──────── Data section ────────

//! Error types for JPQL rendering.

use crate::ast::NodeKind;
use thiserror::Error;

/// The main error type for rendering operations.
///
/// Every variant is fatal for the render that produced it: no partial text is
/// ever returned alongside an error.
#[derive(Debug, Error)]
pub enum RenderError {
    /// No serializer is registered for a node kind found in the query.
    #[error("Unsupported node kind: '{0}' has no registered serializer")]
    UnsupportedNodeKind(NodeKind),

    /// A literal cannot be represented in the query text.
    #[error("Unsupported value: {0}")]
    UnsupportedValue(String),

    /// A named parameter is referenced but no value is bound to it.
    #[error("Missing parameter binding: ':{0}' is referenced but not bound")]
    MissingParameterBinding(String),

    /// The query violates the structural rules of its kind.
    #[error("Invalid query shape: {0}")]
    InvalidQueryShape(String),

    /// A serializer was handed a node of another kind.
    #[error("Serializer for '{expected}' received a '{found}' node")]
    SerializerMismatch { expected: NodeKind, found: NodeKind },

    /// The writer was finalized with no text or with open parentheses.
    #[error("Incomplete output: {0}")]
    IncompleteOutput(String),

    /// Configuration error.
    #[error("Configuration error: {0}")]
    Config(String),

    /// IO error.
    #[error("IO error: {0}")]
    Io(#[from] std::io::Error),
}

impl RenderError {
    /// Create an invalid shape error.
    pub fn shape(message: impl Into<String>) -> Self {
        Self::InvalidQueryShape(message.into())
    }

    /// Create an unsupported value error.
    pub fn value(message: impl Into<String>) -> Self {
        Self::UnsupportedValue(message.into())
    }

    /// Create a mismatch error for a serializer handed the wrong node.
    pub fn mismatch(expected: NodeKind, found: NodeKind) -> Self {
        Self::SerializerMismatch { expected, found }
    }
}

/// Result type alias for rendering operations.
pub type RenderResult<T> = Result<T, RenderError>;

#[cfg(test)]
mod tests {
    use super::*;

    #[test]
    fn test_error_display() {
        let err = RenderError::UnsupportedNodeKind(NodeKind::from("soundex"));
        assert_eq!(
            err.to_string(),
            "Unsupported node kind: 'soundex' has no registered serializer"
        );

        let err = RenderError::MissingParameterBinding("isbn".to_string());
        assert_eq!(
            err.to_string(),
            "Missing parameter binding: ':isbn' is referenced but not bound"
        );
    }

    #[test]
    fn test_mismatch_display() {
        let err = RenderError::mismatch(NodeKind::LOWER, NodeKind::UPPER);
        assert_eq!(err.to_string(), "Serializer for 'lower' received a 'upper' node");
    }
}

────────

- **Task brief**
Would you copy out exactly the lines above that start at the one containing "Self::InvalidQueryShape(message.into())" and end at the one containing "the wrong node.", inclusive?

- **The answer**
        Self::InvalidQueryShape(message.into())
    }

    /// Create an unsupported value error.
    pub fn value(message: impl Into<String>) -> Self {
        Self::UnsupportedValue(message.into())
    }

    /// Create a mismatch error for a serializer handed the wrong node.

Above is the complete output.